Dans l’Etat de Sinaloa situé dans le nord du Mexique, les indigènes Yoreme-Mayo qui vivent dans la baie d’Ohuira se battent contre un géant pétrochimique européen. 

Vue de la baie d'Ohuira où doit être construite l'usine d'ammoniac
Dans la baie d'Ohuira, le combat des Yoreme-Mayo contre l'agrochimieImage : Gwendolina Duval/DW

L’entreprise GPO, déjà installée depuis 2013, prévoit de construire une gigantesque usine d’ammoniac sur un terrain qui donne sur les rivages de la baie. Elle serait destinée à fabriquer environ 2200 tonnes de fertilisants par jour. 

Le projet plaît aux gouvernements locaux puisqu’il va dans le sens de la politique alimentaire du Mexique qui tend vers l’autosuffisance. Mais selon les habitants d'Ohuira, l’installation de cette usine représenterait la fin de l’écosystème fragile de la baie. 

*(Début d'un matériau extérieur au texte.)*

//! # Channel Manager
//!
//! Registry of channel streams, created lazily on first use. Starting the
//! manager does not start any channel — a channel spins up when its first
//! viewer subscribes, or ahead of demand via `prewarm`.

use parking_lot::Mutex;
use std::collections::HashMap;
use std::sync::Arc;
use std::sync::atomic::{AtomicBool, Ordering};
use tracing::{debug, info, warn};

use crate::config::PlayoutConfig;
use crate::error::PlayoutError;
use crate::model::ChannelId;
use crate::services::Services;
use crate::stream::{ChannelStatus, ChannelStream, SubscriberStream};

/// Registry and lifecycle control for all channel streams
pub struct ChannelManager {
    services: Arc<Services>,
    config: PlayoutConfig,
    channels: Mutex<HashMap<ChannelId, Arc<ChannelStream>>>,
    ready: AtomicBool,
}

impl ChannelManager {
    pub fn new(services: Arc<Services>, config: PlayoutConfig) -> Self {
        Self {
            services,
            config,
            channels: Mutex::new(HashMap::new()),
            ready: AtomicBool::new(false),
        }
    }

    /// Mark the manager ready. Channels stay lazy.
    pub fn start(&self) {
        self.ready.store(true, Ordering::SeqCst);
        info!("channel manager ready");
    }

    pub fn is_ready(&self) -> bool {
        self.ready.load(Ordering::SeqCst)
    }

    /// Stop and remove every managed channel stream.
    pub async fn stop(&self) {
        let drained: Vec<Arc<ChannelStream>> = {
            let mut channels = self.channels.lock();
            channels.drain().map(|(_, stream)| stream).collect()
        };
        for stream in &drained {
            stream.stop().await;
        }
        self.ready.store(false, Ordering::SeqCst);
        info!(stopped = drained.len(), "channel manager stopped");
    }

    /// Look up the stream for `id`, creating it on first use.
    pub async fn channel_stream(&self, id: ChannelId) -> Result<Arc<ChannelStream>, PlayoutError> {
        if let Some(existing) = self.channels.lock().get(&id) {
            return Ok(Arc::clone(existing));
        }

        let channel = self
            .services
            .schedule
            .channel(id)
            .await?
            .ok_or_else(|| PlayoutError::Configuration(format!("unknown channel {id}")))?;
        let created = Arc::new(ChannelStream::new(
            channel,
            Arc::clone(&self.services),
            self.config.clone(),
        ));

        let mut channels = self.channels.lock();
        Ok(Arc::clone(channels.entry(id).or_insert(created)))
    }

    /// Attach a viewer to `id`, starting the channel when needed.
    pub async fn subscribe(&self, id: ChannelId) -> Result<SubscriberStream, PlayoutError> {
        self.channel_stream(id).await?.subscribe().await
    }

    /// Start streams ahead of client demand, eliminating first-viewer
    /// cold-start latency.
    ///
    /// With `ids = None` every enabled channel is warmed. One channel's
    /// failure never aborts the batch; the outcome map carries the
    /// per-channel results.
    pub async fn prewarm(
        &self,
        ids: Option<&[ChannelId]>,
    ) -> Result<HashMap<ChannelId, Result<(), PlayoutError>>, PlayoutError> {
        let targets: Vec<ChannelId> = match ids {
            Some(ids) => ids.to_vec(),
            None => self
                .services
                .schedule
                .enabled_channels()
                .await?
                .into_iter()
                .map(|channel| channel.id)
                .collect(),
        };

        let mut results = HashMap::new();
        for id in targets {
            let outcome = match self.channel_stream(id).await {
                Ok(stream) => stream.start().await,
                Err(err) => Err(err),
            };
            if let Err(err) = &outcome {
                warn!(channel = %id, error = %err, "prewarm failed");
            }
            results.insert(id, outcome);
        }
        info!(
            warmed = results.values().filter(|r| r.is_ok()).count(),
            failed = results.values().filter(|r| r.is_err()).count(),
            "prewarm finished"
        );
        Ok(results)
    }

    /// Explicit start, used by the health monitor to force a restart.
    pub async fn start_channel(&self, id: ChannelId) -> Result<(), PlayoutError> {
        self.channel_stream(id).await?.start().await
    }

    /// Explicit stop. A channel that was never created is a no-op.
    pub async fn stop_channel(&self, id: ChannelId) {
        let stream = self.channels.lock().get(&id).cloned();
        match stream {
            Some(stream) => stream.stop().await,
            None => debug!(channel = %id, "stop for unmanaged channel ignored"),
        }
    }

    /// Status of every channel currently running.
    pub fn active_channels(&self) -> Vec<ChannelStatus> {
        self.channels
            .lock()
            .values()
            .map(|stream| stream.status())
            .filter(|status| status.running)
            .collect()
    }

    pub fn channel_status(&self, id: ChannelId) -> Option<ChannelStatus> {
        self.channels.lock().get(&id).map(|stream| stream.status())
    }
}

Depuis presque 10 ans, les communautés indigènes dont le nom signifie "à l’orée de la baie" s’opposent à ce projet. Plusieurs d’entre eux ont été menacés, alors que le Mexique compte parmi les pays les plus dangereux du monde pour les activistes environnementaux. 54 ont été tués en 2021, selon l’ONG global Witness. 

C'est un reportage de Gwendolina Duval.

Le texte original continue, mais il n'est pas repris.